Thrombin generation in children with sickle cell disease: relationship with age, hemolysis, transcranial doppler velocity, and hydroxyurea treatment.

Introduction Increased thrombin generation (TG) was described in sickle cell disease (SCD) children. The aim of this study was to characterize TG at the individual level and assess its relationship with age, hemolysis, transcranial Doppler velocity (TCD), and hydroxyurea treatment. Patients and methods TG was triggered in the platelet-poor plasma using tissue factor and phospholipids with addition of thrombomodulin in 97 SCD at steady state and 80 control children. Patients and controls were aged from 2 to 20 years, and they were distributed in four categories of age: [2–5], [6–10], [11–15], and [16–20] years. For each subject, ratio of endogenous thrombin potential (rETP) and peak height (rPeak) was calculated as subject's value divided by the mean value of controls of the same age range. rETP and rPeak of patients were considered abnormal when > mean + 2SD of controls. LDH, total hemoglobin, and reticulocyte count were measured as markers of hemolysis. Data on hydroxyurea treatment and TCD were collected from medical records. Results Overall, 38.1% and 44.3% of patients showed elevated rETP and rPeak, respectively. rETP and rPeak decreased significantly with increasing age.

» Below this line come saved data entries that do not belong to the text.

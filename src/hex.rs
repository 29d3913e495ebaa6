/*
hex.rs

Copyright 2025 Hervé Quatremain

This file is part of Hexpass.

Hexpass is free software: you can redistribute it and/or modify it under the
terms of the GNU General Public License as published by the Free Software
Foundation, either version 3 of the License, or (at your option) any later
version.

Hexpass is distributed in the hope that it will be useful, but WITHOUT ANY
WARRANTY; without even the implied warranty of MERCHANTABILITY or FITNESS FOR
A PARTICULAR PURPOSE. See the GNU General Public License for more details.

You should have received a copy of the GNU General Public License along with
Hexpass. If not, see <https://www.gnu.org/licenses/>.

SPDX-License-Identifier: GPL-3.0-or-later
*/

//! Coordinates of the cells in the hexagonal grid.
//!
//! Cells are addressed with axial `(q, r)` coordinates.
//! The third cube coordinate is implicit: `s = -q - r`.
//!
//! ```text
//!        (0,-1) (1,-1)
//!    (-1,0) (0,0) (1,0)
//!        (-1,1) (0,1)
//! ```
//!
//! A board of size `n` covers every cell at a distance strictly lower than `n` from the origin.

use serde::{Deserialize, Serialize};
use std::fmt;
use strum_macros::FromRepr;

/// Directions from a cell to its six adjacent cells.
#[derive(Debug, Copy, Clone, PartialEq, Eq, Hash, FromRepr)]
#[repr(u8)]
pub enum Direction {
    East,
    NorthEast,
    NorthWest,
    West,
    SouthWest,
    SouthEast,
}

impl Direction {
    /// Iterate over the six directions, starting east and turning counterclockwise.
    pub fn all() -> impl Iterator<Item = Direction> {
        (0..6).filter_map(Direction::from_repr)
    }

    /// Axial offset `(dq, dr)` of the direction.
    pub fn offset(self) -> (i32, i32) {
        match self {
            Direction::East => (1, 0),
            Direction::NorthEast => (1, -1),
            Direction::NorthWest => (0, -1),
            Direction::West => (-1, 0),
            Direction::SouthWest => (-1, 1),
            Direction::SouthEast => (0, 1),
        }
    }

    /// Direction pointing the other way.
    pub fn opposite(self) -> Direction {
        match self {
            Direction::East => Direction::West,
            Direction::NorthEast => Direction::SouthWest,
            Direction::NorthWest => Direction::SouthEast,
            Direction::West => Direction::East,
            Direction::SouthWest => Direction::NorthEast,
            Direction::SouthEast => Direction::NorthWest,
        }
    }
}

/// Axial coordinates of a cell.
#[derive(Serialize, Deserialize, Debug, Copy, Clone, Default, PartialEq, Eq, Hash, PartialOrd, Ord)]
pub struct Axial {
    pub q: i32,
    pub r: i32,
}

impl fmt::Display for Axial {
    fn fmt(&self, f: &mut fmt::Formatter) -> fmt::Result {
        write!(f, "({},{})", self.q, self.r)
    }
}

impl Axial {
    /// Coordinates of the central cell.
    pub const ORIGIN: Axial = Axial { q: 0, r: 0 };

    /// Create an [`Axial`] object.
    pub const fn new(q: i32, r: i32) -> Self {
        Self { q, r }
    }

    /// Implicit third cube coordinate.
    ///
    /// The value is an `i64` because `-q - r` does not always fit in an `i32`.
    pub fn s(&self) -> i64 {
        -i64::from(self.q) - i64::from(self.r)
    }

    /// Return the adjacent cell in the given direction.
    ///
    /// Returns `None` when the coordinates of that cell cannot be represented.
    pub fn neighbor(&self, direction: Direction) -> Option<Axial> {
        let (dq, dr) = direction.offset();
        Some(Axial::new(self.q.checked_add(dq)?, self.r.checked_add(dr)?))
    }

    /// Iterate over the adjacent cells, in the [`Direction::all`] order.
    ///
    /// At the edge of the `i32` range, fewer than six cells are returned.
    pub fn neighbors(&self) -> impl Iterator<Item = Axial> + use<> {
        let c: Axial = *self;
        Direction::all().filter_map(move |d| c.neighbor(d))
    }

    /// Number of steps between two cells.
    pub fn distance(&self, other: &Axial) -> u64 {
        let dq: i64 = i64::from(self.q) - i64::from(other.q);
        let dr: i64 = i64::from(self.r) - i64::from(other.r);
        let ds: i64 = self.s() - other.s();
        (dq.unsigned_abs() + dr.unsigned_abs() + ds.unsigned_abs()) / 2
    }

    /// Distance from the origin.
    pub fn length(&self) -> u64 {
        self.distance(&Axial::ORIGIN)
    }

    /// Whether the two cells share a side.
    pub fn is_adjacent(&self, other: &Axial) -> bool {
        self.distance(other) == 1
    }

    /// Direction to follow to reach an adjacent cell.
    pub fn direction_to(&self, other: &Axial) -> Option<Direction> {
        Direction::all().find(|d| self.neighbor(*d) == Some(*other))
    }

    /// Key used to identify the cell in serialized boards, such as `"-1,2"`.
    pub fn key(&self) -> String {
        format!("{},{}", self.q, self.r)
    }

    /// Parse a key produced by [`Axial::key`].
    pub fn from_key(key: &str) -> Option<Axial> {
        let (q, r) = key.split_once(',')?;
        Some(Axial::new(q.trim().parse().ok()?, r.trim().parse().ok()?))
    }
}

/// Iterate over the coordinates at a distance lower or equal to `radius` from the origin.
///
/// The coordinates are produced by `q` and then by `r`, which is the [`Axial`] ordering.
/// Coordinates outside of the `i32` range are skipped. Every column of the hexagon contains
/// the `r = 0` row, so the iterator never spins over empty columns.
pub fn coordinates_within(radius: u32) -> impl Iterator<Item = Axial> {
    let n: i64 = i64::from(radius);
    let lowest: i64 = i64::from(i32::MIN);
    let highest: i64 = i64::from(i32::MAX);

    (lowest.max(-n)..=highest.min(n)).flat_map(move |q| {
        let r_min: i64 = (-n).max(-q - n).max(lowest);
        let r_max: i64 = n.min(-q + n).min(highest);
        (r_min..=r_max).map(move |r| Axial::new(q as i32, r as i32))
    })
}

/// Return all the coordinates at a distance lower or equal to `radius` from the origin.
///
/// There are `1 + 3 * radius * (radius + 1)` such coordinates.
/// They are ordered by `q` and then by `r`, which is the [`Axial`] ordering.
pub fn within_radius(radius: u32) -> Vec<Axial> {
    coordinates_within(radius).collect()
}

/// Iterate over the coordinates of the cells of a board of the given size.
pub fn board_cells(size: u32) -> impl Iterator<Item = Axial> {
    size.checked_sub(1).into_iter().flat_map(coordinates_within)
}

/// Return the coordinates of the cells of a board of the given size.
///
/// The board covers every cell at a distance strictly lower than `size` from the origin.
pub fn board_coordinates(size: u32) -> Vec<Axial> {
    board_cells(size).collect()
}

/// Number of cells of a board of the given size.
///
/// Returns `None` when the number does not fit in a `u64`.
pub fn cell_count(size: u32) -> Option<u64> {
    match u64::from(size) {
        0 => Some(0),
        s => 3u64.checked_mul(s * (s - 1))?.checked_add(1),
    }
}

#[cfg(test)]
mod tests {
    use super::*;

    #[test]
    fn within_radius_counts() {
        assert_eq!(within_radius(0), vec![Axial::ORIGIN]);
        assert_eq!(within_radius(1).len(), 7);
        assert_eq!(within_radius(2).len(), 19);
        assert_eq!(within_radius(3).len(), 37);
    }

    #[test]
    fn board_sizes() {
        assert!(board_coordinates(0).is_empty());
        assert_eq!(board_coordinates(1), vec![Axial::ORIGIN]);
        assert_eq!(board_coordinates(2).len(), 7);
        assert_eq!(board_coordinates(3).len(), 19);
        assert_eq!(board_coordinates(4).len(), 37);
        for size in 0..8 {
            assert_eq!(Some(board_coordinates(size).len() as u64), cell_count(size));
        }
    }

    #[test]
    fn huge_sizes() {
        assert_eq!(cell_count(100_000), Some(29_999_700_001));
        assert_eq!(cell_count(u32::MAX), None);

        // The iterator is lazy: only the first coordinates are computed
        let first: Vec<Axial> = board_cells(100_000).take(2).collect();
        assert_eq!(first, vec![Axial::new(-99_999, 0), Axial::new(-99_999, 1)]);
        let first: Option<Axial> = board_cells(u32::MAX).next();
        assert_eq!(first, Some(Axial::new(i32::MIN, -2_147_483_646)));
    }

    #[test]
    fn neighbors_of_origin() {
        let n: Vec<Axial> = Axial::ORIGIN.neighbors().collect();
        assert_eq!(n.len(), 6);
        assert_eq!(n[0], Axial::new(1, 0));
        assert_eq!(n[3], Axial::new(-1, 0));
        assert!(n.iter().all(|c| c.length() == 1));
    }

    #[test]
    fn neighbors_at_the_edge_of_the_range() {
        let corner: Axial = Axial::new(i32::MAX, i32::MIN);
        assert_eq!(corner.neighbor(Direction::East), None);
        assert_eq!(corner.neighbor(Direction::NorthWest), None);
        assert_eq!(
            corner.neighbor(Direction::West),
            Some(Axial::new(i32::MAX - 1, i32::MIN))
        );
        assert_eq!(corner.neighbors().count(), 3);
        assert_eq!(corner.s(), 1);
        assert_eq!(Axial::new(i32::MIN, 0).length(), 2_147_483_648);
        assert_eq!(
            Axial::new(i32::MIN, 0).distance(&Axial::new(i32::MAX, 0)),
            4_294_967_295
        );
    }

    #[test]
    fn opposite_directions_cancel() {
        let c: Axial = Axial::new(2, -1);
        for d in Direction::all() {
            let n: Axial = c.neighbor(d).unwrap();
            assert_eq!(n.neighbor(d.opposite()), Some(c));
            assert_eq!(c.direction_to(&n), Some(d));
        }
        assert_eq!(c.direction_to(&Axial::new(4, -1)), None);
    }

    #[test]
    fn distance_uses_the_cube_coordinate() {
        assert_eq!(Axial::new(2, -1).length(), 2);
        assert_eq!(Axial::new(-3, 3).length(), 3);
        assert_eq!(Axial::new(1, 1).distance(&Axial::new(-1, 0)), 3);
        assert!(!Axial::new(1, 1).is_adjacent(&Axial::new(0, 0)));
        assert!(Axial::new(1, -1).is_adjacent(&Axial::new(0, 0)));
    }

    #[test]
    fn keys() {
        let c: Axial = Axial::new(-1, 2);
        assert_eq!(c.key(), "-1,2");
        assert_eq!(Axial::from_key("-1,2"), Some(c));
        assert_eq!(Axial::from_key(" 3 , -4 "), Some(Axial::new(3, -4)));
        assert_eq!(Axial::from_key("3"), None);
        assert_eq!(Axial::from_key("a,b"), None);
    }
}
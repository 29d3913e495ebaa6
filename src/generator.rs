/*
generator.rs

Copyright 2025 Hervé Quatremain

This file is part of Hexpass.

Hexpass is free software: you can redistribute it and/or modify it under the
terms of the GNU General Public License as published by the Free Software
Foundation, either version 3 of the License, or (at your option) any later
version.

Hexpass is distributed in the hope that it will be useful, but WITHOUT ANY
WARRANTY; without even the implied warranty of MERCHANTABILITY or FITNESS FOR
A PARTICULAR PURPOSE. See the GNU General Public License for more details.

You should have received a copy of the GNU General Public License along with
Hexpass. If not, see <https://www.gnu.org/licenses/>.

SPDX-License-Identifier: GPL-3.0-or-later
*/

//! Solve, validate, and generate boards.
//!
//! The algorithms do not work on [`crate::board::Board`] objects directly.
//! A [`board_graph::BoardGraph`] object stores an internal representation of the board, where
//! cells are vertexes numbered from `0` ([`vertexes::Vertexes`]) and where the sides between
//! adjacent cells are edges ([`edges::Edges`]).
//! Walls do not remove edges: they change their status.
//!
//! Three services are built on top of that representation:
//!
//! * [`search::PathSearch`] looks for a path that visits every cell once, in checkpoint order.
//!   The search result distinguishes a board without a solution from a search that ran out of
//!   steps.
//!
//! * [`validator::LevelValidator`] checks the structure of a board, runs the search, and
//!   returns a [`validator::ValidationResult`] object.
//!
//! * [`level::LevelGenerator`] creates boards.
//!   It traces a random path with [`random_path::RandomPath`], places the checkpoints along that
//!   path, then adds walls while the search still finds a path.

pub mod board_graph;
pub mod edges;
pub mod level;
pub mod path;
pub mod random_path;
pub mod search;
pub mod validator;
pub mod vertexes;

In homozygous (SS) patients, TCD velocities and all markers of hemolysis correlated significantly with both rETp and rPeak. Negative correlations were observed between these ratios and the duration of hydroxyurea treatment. Conclusion Elevated TG in SCD children is mainly related to younger age and to the intensity of hemolysis. There probably a link between TG and cerebral vasculopathy in these patients. Hydroxyurea may have a beneficial effect, which could be related to the duration of treatment.